**Try it**
Every line of the records that holds the word "const" should be copied.

**Provided data**
#####
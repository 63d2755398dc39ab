//! A connector that checks the node is reachable over TCP.
//!
//! It does not speak the node's API; it resolves the address and opens a
//! socket, reporting each phase. Anything that goes wrong is `Unreachable`.

use async_trait::async_trait;
use std::fmt;
use std::net::SocketAddr;
use std::time::Duration;
use tokio::net::TcpStream;
use tokio::time::{timeout_at, Instant};
use tracing::debug;
use url::{Host, Url};

use crate::{ConnectionFailure, NodeConnector, StatusReporter};

/// Node used when the configured address is empty.
pub const DEFAULT_NODE: &str = "ws://127.0.0.1:8090";

/// Port assumed for bare `host` addresses without a scheme.
pub const DEFAULT_NODE_PORT: u16 = 8090;

/// Host and port of a node, parsed from a URL or `host[:port]`.
#[derive(Debug, Clone, PartialEq, Eq)]
pub struct NodeAddress {
    pub host: String,
    pub port: u16,
}

impl NodeAddress {
    /// Parse `ws://`, `wss://`, `http://`, `https://` URLs or a bare `host[:port]`.
    pub fn parse(raw: &str) -> Result<Self, ConnectionFailure> {
        let raw = raw.trim();
        let invalid = |reason: String| {
            ConnectionFailure::Unreachable(format!("invalid node address {raw:?}: {reason}"))
        };

        let url = if raw.contains("://") {
            Url::parse(raw)
        } else {
            Url::parse(&format!("tcp://{raw}"))
        }
        .map_err(|e| invalid(e.to_string()))?;

        let host = match url.host() {
            Some(Host::Domain(domain)) if !domain.is_empty() => domain.to_string(),
            Some(Host::Ipv4(addr)) => addr.to_string(),
            Some(Host::Ipv6(addr)) => addr.to_string(),
            _ => return Err(invalid("missing host".to_string())),
        };

        let port = url.port_or_known_default().unwrap_or(DEFAULT_NODE_PORT);
        Ok(Self { host, port })
    }
}

impl fmt::Display for NodeAddress {
    fn fmt(&self, f: &mut fmt::Formatter<'_>) -> fmt::Result {
        if self.host.contains(':') {
            write!(f, "[{}]:{}", self.host, self.port)
        } else {
            write!(f, "{}:{}", self.host, self.port)
        }
    }
}

/// Reachability probe used as the boot connection operation.
#[derive(Debug, Clone)]
pub struct TcpProbeConnector {
    default_node: String,
    timeout: Duration,
}

impl TcpProbeConnector {
    pub fn new(timeout: Duration) -> Self {
        Self {
            default_node: DEFAULT_NODE.to_string(),
            timeout,
        }
    }

    /// Use a different node when the requested address is empty.
    pub fn with_default_node(mut self, node: impl Into<String>) -> Self {
        self.default_node = node.into();
        self
    }

    fn timed_out(&self, address: &NodeAddress) -> ConnectionFailure {
        ConnectionFailure::Unreachable(format!(
            "timed out after {}ms connecting to {address}",
            self.timeout.as_millis()
        ))
    }
}

#[async_trait]
impl NodeConnector for TcpProbeConnector {
    async fn connect(&self, server: &str, status: StatusReporter) -> Result<(), ConnectionFailure> {
        let target = if server.trim().is_empty() {
            self.default_node.as_str()
        } else {
            server
        };
        let address = NodeAddress::parse(target)?;
        let deadline = Instant::now() + self.timeout;

        status.report(format!("Resolving {}", address.host));
        let resolved: Vec<SocketAddr> = timeout_at(
            deadline,
            tokio::net::lookup_host((address.host.as_str(), address.port)),
        )
        .await
        .map_err(|_| self.timed_out(&address))?
        .map_err(|e| {
            ConnectionFailure::Unreachable(format!("could not resolve {}: {e}", address.host))
        })?
        .collect();

        if resolved.is_empty() {
            return Err(ConnectionFailure::Unreachable(format!(
                "no addresses found for {}",
                address.host
            )));
        }
        debug!(address = %address, candidates = resolved.len(), "node address resolved");

        status.report(format!("Opening connection to {address}"));
        let stream = timeout_at(deadline, TcpStream::connect(resolved.as_slice()))
            .await
            .map_err(|_| self.timed_out(&address))?
            .map_err(|e| ConnectionFailure::Unreachable(format!("{address}: {e}")))?;

        let peer = stream.peer_addr().ok();
        drop(stream);

        debug!(peer = ?peer, "node accepted connection");
        status.report(format!("Connection to {} established", address.host));
        Ok(())
    }
}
#####
**Final answer**
pub const DEFAULT_NODE: &str = "ws://127.0.0.1:8090";
pub const DEFAULT_NODE_PORT: u16 = 8090;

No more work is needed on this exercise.